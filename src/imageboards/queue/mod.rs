//! Queue that walks rating tiers and pages, downloads every post, filters duplicates and writes
//! the run manifest.
//!
//! # Example usage
//!
//! ```no_run
//! use downbooru::{config::ApiConfig, *};
//!
//! async fn download_posts() {
//!     let config = ApiConfig::load().await.unwrap();
//!     let client = downbooru::client!(config.timeout()).unwrap();
//!
//!     let queue = FetchQueue::new(
//!         GelbooruSource::new(client.clone(), &config),
//!         HttpImageFetcher::new(client),
//!         Verbosity::Normal,
//!     );
//!
//!     let options = FetchOptions {
//!         tags: vec!["deep rock galactic".to_string()],
//!         min_rating: Rating::Sensitive, // Walks `sensitive`, then `general`
//!         ..Default::default()
//!     };
//!
//!     let summary = queue.run(&options).await.unwrap();
//!     println!("{} saved", summary.saved);
//! }
//! ```
use std::path::{Path, PathBuf};

use indicatif::ProgressBar;
use log::{debug, error, info, warn};
use tokio::fs::{self, create_dir_all};

use crate::{
    imageboards::{
        dedup::{DedupScope, DuplicateFilter},
        gelbooru::query::SearchRequest,
        post::error::PostError,
        ImageFetcher, Page, PostSource,
    },
    progress_bars::page_bar,
    Post, Rating, Verbosity,
};

use self::{
    error::QueueError,
    manifest::{FetchOutcome, FetchStatus, Manifest},
};

pub mod error;
pub mod manifest;

/// Number of posts requested per page. A page returning fewer ends its tier.
pub const PAGE_SIZE: u16 = 1000;

pub const EXCLUDE_FURRY_TAG: &str = "-furry";

pub const DEFAULT_BASE_DIR: &str = "img";

#[derive(Debug, Clone, Default, PartialEq, Eq)]
pub struct FetchOptions {
    /// Tags as the user typed them.
    pub tags: Vec<String>,
    /// Least safe tier to scan. Every tier from here up to `General` is fetched.
    pub min_rating: Rating,
    /// Keep furry-tagged posts instead of excluding them.
    pub include_furry: bool,
    /// Overrides the default `img/<tags>` destination.
    pub output_dir: Option<PathBuf>,
    pub dedup_scope: DedupScope,
}

impl FetchOptions {
    pub fn output_dir(&self) -> PathBuf {
        match &self.output_dir {
            Some(dir) => dir.clone(),
            None => Path::new(DEFAULT_BASE_DIR).join(self.tags.join("_")),
        }
    }

    /// Destination of a single-post download: `--dir` if given, else `img/post_<id>`.
    pub fn single_post_dir(&self, post_id: u64) -> PathBuf {
        match &self.output_dir {
            Some(dir) => dir.clone(),
            None => Path::new(DEFAULT_BASE_DIR).join(format!("post_{}", post_id)),
        }
    }

    /// The tags sent to the API, with the furry exclusion appended once when needed.
    pub fn search_tags(&self) -> Vec<String> {
        let mut tags = self.tags.clone();
        if !self.include_furry {
            tags.push(EXCLUDE_FURRY_TAG.to_string());
        }
        tags
    }
}

/// Counters and manifest location of a finished run.
#[derive(Debug, Clone, PartialEq, Eq)]
pub struct FetchSummary {
    pub saved: u64,
    pub existing: u64,
    pub duplicates: u64,
    pub failed: u64,
    pub manifest_path: PathBuf,
}

/// What happened to a single post.
#[derive(Debug)]
pub enum PostOutcome {
    Saved,
    /// A file with the target name was already there, nothing was downloaded.
    AlreadyExists,
    /// Visually identical to an image saved earlier in the current scope. Dropped without a trace.
    Duplicate,
    Failed(PostError),
}

#[derive(Debug, Clone, Copy, PartialEq, Eq)]
enum FetchState {
    /// `None` once every tier up to `General` was scanned.
    SelectingTier(Option<Rating>),
    FetchingPage { rating: Rating, page: u32 },
    Done,
}

struct RunState {
    manifest: Manifest,
    filter: DuplicateFilter,
    saved: u64,
    existing: u64,
    duplicates: u64,
    failed: u64,
}

impl RunState {
    fn new() -> Self {
        Self {
            manifest: Manifest::new(),
            filter: DuplicateFilter::new(),
            saved: 0,
            existing: 0,
            duplicates: 0,
            failed: 0,
        }
    }

    fn record(&mut self, post: &Post, outcome: &PostOutcome) {
        let status = match outcome {
            PostOutcome::Saved => {
                self.saved += 1;
                FetchStatus::Ok
            }
            PostOutcome::AlreadyExists => {
                self.existing += 1;
                FetchStatus::Ok
            }
            PostOutcome::Duplicate => {
                self.duplicates += 1;
                return;
            }
            PostOutcome::Failed(_) => {
                self.failed += 1;
                FetchStatus::Error
            }
        };

        self.manifest.record(FetchOutcome {
            post_id: post.id,
            source_url: post.source_url.clone(),
            file_url: post.file_url.clone(),
            status,
        });
    }

    fn into_summary(self, manifest_path: PathBuf) -> FetchSummary {
        FetchSummary {
            saved: self.saved,
            existing: self.existing,
            duplicates: self.duplicates,
            failed: self.failed,
            manifest_path,
        }
    }
}

/// Struct where all the searching, downloading and filtering will take place
pub struct FetchQueue<S, F> {
    source: S,
    fetcher: F,
    verbosity: Verbosity,
    page_size: u16,
}

impl<S: PostSource, F: ImageFetcher> FetchQueue<S, F> {
    pub fn new(source: S, fetcher: F, verbosity: Verbosity) -> Self {
        Self {
            source,
            fetcher,
            verbosity,
            page_size: PAGE_SIZE,
        }
    }

    /// Changes how many posts are requested per page.
    #[must_use]
    pub fn with_page_size(mut self, page_size: u16) -> Self {
        self.page_size = page_size.max(1);
        self
    }

    /// Scans every tier from `options.min_rating` up to `General` and writes the manifest.
    ///
    /// A failed page request stops the scan. The manifest of everything processed until then is
    /// still written before the error is returned.
    pub async fn run(&self, options: &FetchOptions) -> Result<FetchSummary, QueueError> {
        let output_dir = options.output_dir();
        Self::create_out(&output_dir).await?;

        let tags = options.search_tags();
        debug!("Search tags: {:?}", tags);

        let mut run = RunState::new();
        let mut failure = None;
        let mut state = FetchState::SelectingTier(Some(options.min_rating));

        loop {
            state = match state {
                FetchState::SelectingTier(None) => FetchState::Done,
                FetchState::SelectingTier(Some(rating)) => {
                    info!("Scanning rating {}", rating);
                    if options.dedup_scope == DedupScope::Tier {
                        run.filter.reset();
                    }
                    FetchState::FetchingPage { rating, page: 0 }
                }
                FetchState::FetchingPage { rating, page } => {
                    let request = SearchRequest::new(&tags, rating)
                        .page_size(self.page_size)
                        .page(page);

                    match self.source.fetch_page(&request).await {
                        Ok(Page { returned, posts }) => {
                            info!("Fetched {} images | {} page {}", posts.len(), rating, page);
                            if returned > posts.len() {
                                warn!(
                                    "{} entries without a file were skipped",
                                    returned - posts.len()
                                );
                            }

                            if options.dedup_scope == DedupScope::Page {
                                run.filter.reset();
                            }

                            let bar = page_bar(
                                posts.len() as u64,
                                format!("{} | page {}", rating, page),
                                self.verbosity,
                            );
                            self.process_page(&posts, &output_dir, &mut run, &bar)
                                .await;
                            bar.finish_and_clear();

                            if returned >= self.page_size as usize {
                                FetchState::FetchingPage {
                                    rating,
                                    page: page + 1,
                                }
                            } else {
                                FetchState::SelectingTier(rating.safer())
                            }
                        }
                        Err(source) => {
                            error!("Fetching page {} of rating {} failed: {}", page, rating, source);
                            failure = Some(QueueError::PageFetchError {
                                rating: rating.to_string(),
                                page,
                                source,
                            });
                            FetchState::Done
                        }
                    }
                }
                FetchState::Done => break,
            };
        }

        let manifest_path = run.manifest.write(&output_dir).await?;

        if let Some(err) = failure {
            return Err(err);
        }

        Ok(run.into_summary(manifest_path))
    }

    /// Fetches a single post by id, without rating or pagination, and writes its manifest.
    pub async fn run_single(
        &self,
        post_id: u64,
        options: &FetchOptions,
    ) -> Result<FetchSummary, QueueError> {
        let output_dir = options.single_post_dir(post_id);
        Self::create_out(&output_dir).await?;

        let request = SearchRequest::new::<&str>(&[], Rating::General).post_id(post_id);

        let Page { posts, .. } = self
            .source
            .fetch_page(&request)
            .await
            .map_err(|source| QueueError::PageFetchError {
                rating: "any".to_string(),
                page: 0,
                source,
            })?;

        if posts.is_empty() {
            warn!("Post {} was not found", post_id);
        }

        let mut run = RunState::new();
        let bar = page_bar(
            posts.len() as u64,
            format!("post {}", post_id),
            self.verbosity,
        );
        self.process_page(&posts, &output_dir, &mut run, &bar).await;
        bar.finish_and_clear();

        let manifest_path = run.manifest.write(&output_dir).await?;
        Ok(run.into_summary(manifest_path))
    }

    async fn create_out(dir: &Path) -> Result<(), QueueError> {
        debug!("Target dir: {}", dir.display());
        create_dir_all(dir)
            .await
            .map_err(|source| QueueError::DirCreationError {
                path: dir.display().to_string(),
                source,
            })
    }

    async fn process_page(
        &self,
        posts: &[Post],
        output_dir: &Path,
        run: &mut RunState,
        bar: &ProgressBar,
    ) {
        for (i, post) in posts.iter().enumerate() {
            debug!("Getting image {} {}/{}", post.id, i + 1, posts.len());

            let outcome = self.process_post(post, output_dir, &mut run.filter).await;

            match &outcome {
                PostOutcome::Saved => debug!("Image {} saved", post.id),
                PostOutcome::AlreadyExists => info!("Image {} exists.", post.id),
                PostOutcome::Duplicate => info!("Image {} is a duplicate", post.id),
                PostOutcome::Failed(e) => warn!("Getting image {} failed: {}", post.id, e),
            }

            run.record(post, &outcome);
            bar.inc(1);
        }
    }

    /// Downloads one post into `output_dir`. Never fails: errors become [`PostOutcome::Failed`].
    pub async fn process_post(
        &self,
        post: &Post,
        output_dir: &Path,
        filter: &mut DuplicateFilter,
    ) -> PostOutcome {
        let target = post.target_path(output_dir);

        match fs::try_exists(&target).await {
            Ok(true) => return PostOutcome::AlreadyExists,
            Ok(false) => (),
            Err(e) => return PostOutcome::Failed(e.into()),
        }

        match self.download(post, &target, filter).await {
            Ok(outcome) => outcome,
            Err(e) => {
                Self::remove_partial(&target).await;
                PostOutcome::Failed(e)
            }
        }
    }

    async fn download(
        &self,
        post: &Post,
        target: &Path,
        filter: &mut DuplicateFilter,
    ) -> Result<PostOutcome, PostError> {
        let raw = self.fetcher.fetch_image(&post.file_url).await?;

        let fingerprint = filter.fingerprint_bytes(&raw)?;
        if filter.is_duplicate(&fingerprint) {
            return Ok(PostOutcome::Duplicate);
        }

        debug!("Creating {:?}", target);
        fs::write(target, &raw).await?;

        filter.record(fingerprint);
        Ok(PostOutcome::Saved)
    }

    async fn remove_partial(target: &Path) {
        if let Ok(true) = fs::try_exists(target).await {
            debug!("Removing partial file {}", target.display());
            if let Err(e) = fs::remove_file(target).await {
                error!("Failed to remove partial file {}: {}", target.display(), e);
            }
        }
    }
}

■ ■ ■

> Problem: State how many lines in the material contain "requested", giving nothing besides the count.

> Your response: 2